Надев перчатку, он начал ощупывать благоприобретенное достояние Союза ССР нервными, тонко чувствующими окончаниями пальцев – они у него были, как у «щипача», трамвайного карманника. Античные монеты… Успех!
– Благодарю… – тихо произнес он, и блудливый генерал щелкнул каблуками ботинок.
– Рад стараться, – с усмешкой прохрипел он. Знал: шефу иногда нравятся такие вот старорежимные обороты…
– Тест подлинности – и запускайте в работу, – снял перчатки и вяло повел рукой. Это означало, что аудиенция окончена.
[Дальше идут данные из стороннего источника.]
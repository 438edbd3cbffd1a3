//! Authorization decisions and the diagnostics that come with them.

use std::fmt::{Display, Formatter, Result as FmtResult};

use itertools::Itertools;
use serde::{Deserialize, Serialize};
use strum_macros::AsRefStr;
use utoipa::ToSchema;

use crate::ast::{Effect, Expr, PolicyId};
use crate::error::EvalError;

#[derive(
    Debug, Clone, Copy, Serialize, Deserialize, PartialEq, Eq, Hash, ToSchema, AsRefStr,
)]
pub enum Decision {
    Allow,
    Deny,
}

impl Display for Decision {
    fn fmt(&self, f: &mut Formatter<'_>) -> FmtResult {
        f.write_str(self.as_ref())
    }
}

/// A policy whose conditions failed to evaluate.
#[derive(Debug, Clone, Serialize, Deserialize, PartialEq, Eq, ToSchema)]
pub struct PolicyEvaluationError {
    pub policy_id: PolicyId,
    #[schema(value_type = Object)]
    pub error: EvalError,
}

impl Display for PolicyEvaluationError {
    fn fmt(&self, f: &mut Formatter<'_>) -> FmtResult {
        write!(f, "{}: {}", self.policy_id, self.error)
    }
}

/// The outcome of authorizing one request against a policy set.
///
/// `determining_permits` and `determining_forbids` hold every satisfied
/// policy of that effect, in policy-set order. `errors` holds every
/// policy that errored, also in policy-set order.
#[derive(Debug, Clone, Serialize, Deserialize, PartialEq, Eq, ToSchema)]
pub struct Response {
    pub decision: Decision,
    pub determining_permits: Vec<PolicyId>,
    pub determining_forbids: Vec<PolicyId>,
    pub errors: Vec<PolicyEvaluationError>,
}

impl Response {
    pub fn is_allowed(&self) -> bool {
        self.decision == Decision::Allow
    }

    /// The policies that decided the outcome: the satisfied permits on
    /// `Allow`, the satisfied forbids on `Deny`. Empty on a default deny.
    pub fn reason(&self) -> &[PolicyId] {
        match self.decision {
            Decision::Allow => &self.determining_permits,
            Decision::Deny => &self.determining_forbids,
        }
    }
}

impl Display for Response {
    fn fmt(&self, f: &mut Formatter<'_>) -> FmtResult {
        let reason = self.reason();
        if reason.is_empty() {
            write!(f, "{}(default)", self.decision)?;
        } else {
            write!(f, "{}({})", self.decision, reason.iter().join(", "))?;
        }
        if !self.errors.is_empty() {
            write!(f, " with {} error(s)", self.errors.len())?;
        }
        Ok(())
    }
}

/// A policy whose outcome depends on unknown request slots.
#[derive(Debug, Clone, Serialize, Deserialize, PartialEq, Eq, ToSchema)]
pub struct ResidualPolicy {
    pub policy_id: PolicyId,
    pub effect: Effect,
    /// What the policy's scope and conditions reduce to once every known
    /// value is folded in.
    #[schema(value_type = Object)]
    pub condition: Expr,
}

/// The outcome of authorizing a request with unknown slots.
///
/// `decision` is only set when no residual policy could change it.
#[derive(Debug, Clone, Serialize, Deserialize, PartialEq, Eq, ToSchema)]
pub struct PartialResponse {
    pub decision: Option<Decision>,
    pub satisfied_permits: Vec<PolicyId>,
    pub satisfied_forbids: Vec<PolicyId>,
    pub residuals: Vec<ResidualPolicy>,
    pub errors: Vec<PolicyEvaluationError>,
}

impl PartialResponse {
    pub fn is_decided(&self) -> bool {
        self.decision.is_some()
    }
}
Но блудливый не ушел. Он уже достаточно поднаторел в своей службе и знал, что подлинность практически любого предмета или документа устанавливается до трех девяток через запятую, но бывают случаи, когда…
– Товарищ генерал… – начал он вкрадчиво. – Дело в том, что качество серебра мы проверили заранее, еще до изъятия объекта. Металл соответствует, сомнений нет.
– Тогда в чем же дело?
– Мы априорно исходим из посылки, что мо… Предметы – подлинные. Тонкий момент… товарищ генерал. Мы проверили через Алексея Петровича, проштудировали пятую линию – у нас нет доверенных лиц в научных системах, которые были бы компетентны осветить проблему до конца.
– Как это «нет»? – холодно спросил начальник разведки. – Когда-то наш предшественник, товарищ Игнатьев, приказал пронизать страну агентурой. Разве это не выполнено?